Farming Carbon's Stephanie McEvoy with farmer Patrick Flynn (Shauna Corr/Belfast Live)

But both he and Farming Carbon founder Stephanie McEvoy that through sustainable practices “have the potential to be an incredible part of the solution for climate action” rather than being scapegoated. The Ballynahinch woman started working with Patrick in 2021 in a bid to document the successes on his farm so they can later be freely “shared with the rural community”.

She said: “It has a broadly positive impact on air quality, water pollution mitigation, obviously the carbon drawdown effect. But by planting with diversity and really playing on the plant's natural inclination to reciprocate with one another we are also supporting biodiversity in a way that is just so heartwarming.

“Where there is food there is life and we’re feeding so much more than the cows, we’re feeding so much more than the humans who will enjoy the arable crops that will be planted on this ground. We are feeding our nature, our native species that are being denied that in so many other places. The species that I have seen on our farm in the last couple of weeks has been incredible.”

The joint enterprise has already won the support of Green Energy Wind as the practices they’ve developed line up with the firm’s goals to promote sustainability and are “something that can be implemented across” whole farms.

Meanwhile UFU call for environment payments

The environment “needs to become a profit centre for farms going forward” says the president of the Ulster Farmers Union. It comes as UFU presented proposals for its new ‘Farming with Nature’ scheme to Minister Edwin Poots yesterday (WED). The union says the plan, which was unveiled on the farm of UFU environment committee chair Bill Harpur, stemmed from a desire to do more to help tackle the climate crisis while meeting the growing demand for food.
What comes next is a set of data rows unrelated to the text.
use std::fs::File;
use std::io::BufWriter;
use std::path::Path;

use serde::Serialize;

use crate::error::Result;
use crate::stats::HistogramBin;

// ---------------------------------------------------------------------------
// Chart descriptions
// ---------------------------------------------------------------------------

/// A rendered chart, independent of the surface that displays it.
#[derive(Debug, Clone, PartialEq, Serialize)]
#[serde(tag = "kind", rename_all = "snake_case")]
pub enum Chart {
    Histogram {
        title: String,
        x_label: String,
        bins: Vec<HistogramBin>,
    },
    Bar {
        title: String,
        x_label: String,
        /// `(category, frequency)` in display order.
        bars: Vec<(String, usize)>,
    },
}

impl Chart {
    pub fn title(&self) -> &str {
        match self {
            Chart::Histogram { title, .. } | Chart::Bar { title, .. } => title,
        }
    }

    pub fn x_label(&self) -> &str {
        match self {
            Chart::Histogram { x_label, .. } | Chart::Bar { x_label, .. } => x_label,
        }
    }

    pub fn y_label(&self) -> &str {
        "Frequency"
    }
}

// ---------------------------------------------------------------------------
// Sink
// ---------------------------------------------------------------------------

/// Receives charts as the pipeline produces them.
pub trait ChartSink {
    fn render(&mut self, chart: Chart);
}

/// Collects charts for the viewer window or a JSON export.
#[derive(Debug, Default)]
pub struct ChartSet {
    pub charts: Vec<Chart>,
}

impl ChartSink for ChartSet {
    fn render(&mut self, chart: Chart) {
        log::debug!("Rendered chart '{}'", chart.title());
        self.charts.push(chart);
    }
}

impl ChartSet {
    pub fn is_empty(&self) -> bool {
        self.charts.is_empty()
    }

    pub fn len(&self) -> usize {
        self.charts.len()
    }

    /// Write every chart as pretty-printed JSON.
    pub fn export_json(&self, path: &Path) -> Result<()> {
        let writer = BufWriter::new(File::create(path)?);
        serde_json::to_writer_pretty(writer, &self.charts)?;
        log::info!("Exported {} chart(s) to {}", self.len(), path.display());
        Ok(())
    }
}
UFU president Victor Chestnutt said: “The environment needs to become profit centre for farms going forward. Farmers are working to meet the growing demand for food both at home and abroad whilst also protecting the environment and meeting the demands of climate change, nature and food production need to support each other.

“Therefore, it’s vital that our members are equipped with the right tools to become more efficient resulting in maximum returns and farmers must be involved in co-designing a future scheme to ensure it works for everyone.

“I now urge the Agriculture Minister and DAERA officials to work together with farmers, to deliver this ‘Farming with Nature’ scheme that we believe delivers for everyone. Farming with Nature has been developed to deliver for both the farmer and the environment.

Stormont Agriculture Minister, Edwin Poots, (David Young/PA Wire)

"It focuses on a results based/outcome approach with options available for all sectors. The scheme aims to deliver improvements on water quality, reduction in greenhouse gas and ammonia emissions, improve carbon sequestration and improve biodiversity.”

Mr Harpur said: “We wanted to take a proactive approach in designing a future environment scheme rather than waiting for a DAERA consultation on this issue. Farmers are eager to do as much environmental work on their farm as they can, and sooner rather than later, but it’s vital that they’re able to do this in a way that works for them and their business.”